It was less than 8 minutes after I initiated the transcoder that the MP3 RSS feeds received the new episode.  Just a little more than 48 minutes after initiating the transcoder, the Low Definition (LD) file completed.  The show went up on the web site almost immediately after that (the files first get sync’d to our CDN and then added to the database, automatically).

All files (MP3, LD, SD, HD and WEBM) were complete in just 2 hours 31 minutes 4 seconds, including all distribution, even cross-uploading to Blip.TV (also automated now).

From 17 hours to only 2.5 hours.  This thing is incredible.

And that means, on average, we’ll be able to transcode nearly 10 episodes per day — almost double the turnaround of our first week.  That means the job which was estimated to take 72 days on our main server alone has been cut to only a day or two longer than one month.  In just one month from now, all back episodes – six years worth of Category5 TV – will be transcoded.

Why am I so excited about this “transcoder” thing?

There’s something I’ve been really excited about the past little while, and some may not understand why.

It’s the new Category5 Transcoders.

Transcoding is the direct analog-to-analog or digital-to-digital conversion of one encoding to another, such as for movie data files or audio files.
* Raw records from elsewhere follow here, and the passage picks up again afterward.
//! Admin-only routes. Mounted behind `require_auth` + `require_admin`.

use axum::{Extension, extract::State, http::StatusCode, response::IntoResponse};
use chrono::Utc;
use tracing::{info, warn};
use uuid::Uuid;

use lojinha_db::db_time;
use lojinha_db::models::{NewProduct, NewRaffle, NewTransaction};
use lojinha_db::queries::ledger;
use lojinha_db::queries::{raffles, store, users};
use lojinha_economy::{phone, raffle};
use lojinha_types::api::{
    AdjustCoinsRequest, AdjustCoinsResponse, BanResponse, CreateProductRequest,
    CreateRaffleRequest, DrawResponse,
};
use lojinha_types::models::{RaffleStatus, TransactionKind};

use crate::error::ApiError;
use crate::extract::{Json, Path};
use crate::middleware::AuthUser;
use crate::{AppState, blocking, convert};

// -- Users --

pub async fn list_users(State(state): State<AppState>) -> Result<impl IntoResponse, ApiError> {
    let rows = blocking(move || Ok(state.db.with_conn(users::list_all)?)).await?;
    Ok(Json(convert::all(rows, convert::user_profile)?))
}

/// Credit or debit coins. A debit that would leave a negative balance is refused.
pub async fn adjust_coins(
    State(state): State<AppState>,
    Extension(admin): Extension<AuthUser>,
    Path(user_id): Path<Uuid>,
    Json(req): Json<AdjustCoinsRequest>,
) -> Result<impl IntoResponse, ApiError> {
    let amount = req.amount;
    if amount == 0 {
        return Err(ApiError::bad_request("amount must not be zero"));
    }

    let uid = user_id.to_string();
    let admin_id = admin.user_id.to_string();
    let balance = blocking(move || {
        let now = db_time(Utc::now());
        state.db.transaction(|tx| {
            if users::get_by_id(tx, &uid)?.is_none() {
                return Err(ApiError::not_found("user not found"));
            }
            let balance = users::add_coins(tx, &uid, amount, &now)?
                .ok_or_else(|| ApiError::unprocessable("balance cannot go negative"))?;
            ledger::insert_transaction(
                tx,
                &NewTransaction {
                    id: &Uuid::new_v4().to_string(),
                    user_id: &uid,
                    amount,
                    kind: TransactionKind::Admin.as_str(),
                    description: Some("Admin adjustment"),
                    reference_id: Some(&admin_id),
                    created_at: &now,
                },
            )?;
            Ok(balance)
        })
    })
    .await?;

    info!("Admin {} adjusted {} by {}", admin.user_id, user_id, amount);
    Ok(Json(AdjustCoinsResponse { user_id, balance }))
}

pub async fn toggle_ban(
    State(state): State<AppState>,
    Extension(admin): Extension<AuthUser>,
    Path(user_id): Path<Uuid>,
) -> Result<impl IntoResponse, ApiError> {
    if user_id == admin.user_id {
        return Err(ApiError::bad_request("you cannot ban yourself"));
    }
    let uid = user_id.to_string();
    let is_banned = blocking(move || {
        let now = db_time(Utc::now());
        Ok(state.db.with_conn(|conn| users::toggle_ban(conn, &uid, &now))?)
    })
    .await?
    .ok_or_else(|| ApiError::not_found("user not found"))?;

    info!("User {} banned={}", user_id, is_banned);
    Ok(Json(BanResponse { user_id, is_banned }))
}

// -- Products --

pub async fn list_products(State(state): State<AppState>) -> Result<impl IntoResponse, ApiError> {
    let rows = blocking(move || Ok(state.db.with_conn(store::list_all)?)).await?;
    Ok(Json(convert::all(rows, convert::product)?))
}

pub async fn create_product(
    State(state): State<AppState>,
    Json(req): Json<CreateProductRequest>,
) -> Result<impl IntoResponse, ApiError> {
    let name = req.name.trim().to_string();
    if name.is_empty() {
        return Err(ApiError::bad_request("name is required"));
    }
    if req.price < 0 {
        return Err(ApiError::bad_request("price must not be negative"));
    }
    let stock = if req.is_limited {
        match req.stock {
            Some(n) if n >= 0 => Some(n),
            _ => return Err(ApiError::bad_request("limited products need a non-negative stock")),
        }
    } else {
        None
    };

    let id = Uuid::new_v4().to_string();
    let row = blocking(move || {
        let now = db_time(Utc::now());
        Ok(state.db.with_conn(|conn| {
            store::insert_product(
                conn,
                &NewProduct {
                    id: &id,
                    name: &name,
                    description: req.description.as_deref(),
                    category: req.category.as_str(),
                    price: req.price,
                    image_url: req.image_url.as_deref(),
                    rarity: &req.rarity,
                    is_limited: req.is_limited,
                    stock,
                    created_at: &now,
                },
            )?;
            store::get_product(conn, &id)
        })?)
    })
    .await?
    .ok_or_else(|| ApiError::Internal(anyhow::anyhow!("product missing after insert")))?;

    info!("Product {} created", row.id);
    Ok((StatusCode::CREATED, Json(convert::product(row)?)))
}

pub async fn delete_product(
    State(state): State<AppState>,
    Path(product_id): Path<Uuid>,
) -> Result<impl IntoResponse, ApiError> {
    let pid = product_id.to_string();
    let deleted = blocking(move || Ok(state.db.with_conn(|conn| store::delete_product(conn, &pid))?)).await?;
    if !deleted {
        return Err(ApiError::not_found("product not found"));
    }
    info!("Product {} deleted", product_id);
    Ok(StatusCode::NO_CONTENT)
}

// -- Raffles --

pub async fn list_raffles(State(state): State<AppState>) -> Result<impl IntoResponse, ApiError> {
    let rows = blocking(move || Ok(state.db.with_conn(|conn| raffles::list(conn, None, None))?)).await?;
    Ok(Json(convert::all(rows, convert::raffle)?))
}

pub async fn create_raffle(
    State(state): State<AppState>,
    Json(req): Json<CreateRaffleRequest>,
) -> Result<impl IntoResponse, ApiError> {
    let title = req.title.trim().to_string();
    if title.is_empty() || req.prize_description.trim().is_empty() {
        return Err(ApiError::bad_request("title and prize description are required"));
    }
    if req.entry_cost < 0 {
        return Err(ApiError::bad_request("entry cost must not be negative"));
    }
    if matches!(req.max_entries_per_user, Some(n) if n < 1) {
        return Err(ApiError::bad_request("max entries per user must be at least 1"));
    }
    let now = Utc::now();
    if req.ends_at <= now {
        return Err(ApiError::bad_request("end date must be in the future"));
    }
    let notification_group = req
        .notification_group
        .as_deref()
        .map(str::trim)
        .filter(|g| !g.is_empty())
        .map(phone::group_jid);

    let id = Uuid::new_v4().to_string();
    let row = blocking(move || {
        let stamp = db_time(now);
        Ok(state.db.with_conn(|conn| {
            raffles::insert(
                conn,
                &NewRaffle {
                    id: &id,
                    title: &title,
                    description: req.description.as_deref(),
                    prize_description: req.prize_description.trim(),
                    prize_type: req.prize_type.as_str(),
                    prize_image_url: req.prize_image_url.as_deref(),
                    entry_cost: req.entry_cost,
                    max_entries_per_user: req.max_entries_per_user,
                    ends_at: &db_time(req.ends_at),
                    notification_group: notification_group.as_deref(),
                    created_at: &stamp,
                },
            )?;
            Ok(raffles::list(conn, None, None)?
                .into_iter()
                .find(|r| r.raffle.id == id))
        })?)
    })
    .await?
    .ok_or_else(|| ApiError::Internal(anyhow::anyhow!("raffle missing after insert")))?;

    info!("Raffle {} created", row.raffle.id);
    Ok((StatusCode::CREATED, Json(convert::raffle(row)?)))
}

/// Draw the winner of an ended raffle and announce it to the configured group.
pub async fn draw(
    State(state): State<AppState>,
    Path(raffle_id): Path<Uuid>,
) -> Result<impl IntoResponse, ApiError> {
    let rid = raffle_id.to_string();
    let db = state.clone();

    let (winner_id, winner_name, title, group) = blocking(move || {
        let now = Utc::now();
        db.db.transaction(|tx| {
            let r = raffles::get(tx, &rid)?.ok_or_else(|| ApiError::not_found("raffle not found"))?;
            let status = RaffleStatus::parse(&r.status);
            if status == Some(RaffleStatus::Cancelled) {
                return Err(ApiError::unprocessable("this raffle was cancelled"));
            }
            if r.winner_id.is_some() {
                return Err(ApiError::conflict("a winner was already drawn"));
            }
            let ends_at = convert::time(&r.ends_at)?;
            if !raffle::can_draw(status == Some(RaffleStatus::Ended), ends_at, false, now) {
                return Err(ApiError::unprocessable("this raffle has not ended yet"));
            }

            let tickets = raffles::tickets(tx, &rid)?
                .into_iter()
                .map(|t| {
                    Ok(raffle::Ticket {
                        user_id: convert::id(&t.user_id)?,
                        entries_count: t.entries_count,
                    })
                })
                .collect::<anyhow::Result<Vec<_>>>()?;

            let winner_id = raffle::draw_winner(&tickets, &mut rand::rng())
                .ok_or_else(|| ApiError::unprocessable("this raffle has no entries"))?;

            if !raffles::set_winner(tx, &rid, &winner_id.to_string())? {
                return Err(ApiError::conflict("a winner was already drawn"));
            }
            let winner = users::get_by_id(tx, &winner_id.to_string())?
                .ok_or_else(|| anyhow::anyhow!("winner {winner_id} has no user row"))?;

            Ok((winner_id, winner.name, r.title, r.notification_group))
        })
    })
    .await?;

    info!("Raffle {} won by {}", raffle_id, winner_id);

    let notified = match group {
        Some(group) => {
            let text = raffle::render_result(&title, &winner_name);
            match state.bot.send_message(&group, &text).await {
                Ok(()) => true,
                Err(e) => {
                    warn!("Raffle {} announcement failed: {:#}", raffle_id, e);
                    false
                }
            }
        }
        None => false,
    };

    Ok(Json(DrawResponse {
        raffle_id,
        winner_id,
        winner_name,
        notified,
    }))
}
This is usually done in cases where a target device (or workflow) does not support the format or has limited storage capacity that mandates a reduced file size,[1] or to convert incompatible or obsolete data to a better-supported or modern format. [Wikipedia]

Here is what I wanted to achieve in building a custom transcoding platform for Category5:

  1. Become HTML5 video compliant.
  2. Provide screaming fast file delivery via RSS or direct download.
  3. Provide instant video loading in browser embeds, with instant playback when seeking to specific points in the timeline.
  4. Provide Flash fallback for users with terrible, terrible systems.
  5. Ensure our show is accessible across all devices, all platforms, and in all nations.
  6. Make back-episodes available, even ones which are no longer available through any other means.
  7. Reduce the file size of each version of each episode in order to keep costs down for us as well as improve performance for our viewers.
  8. Ensure our video may be distributed by web site embeds, popup windows, RSS feed aggregators, iTunes, Miro Internet TV, Roku, and more.
  9. Ensure our videos are compatible with current monetization platforms such as Google AdSense for Video.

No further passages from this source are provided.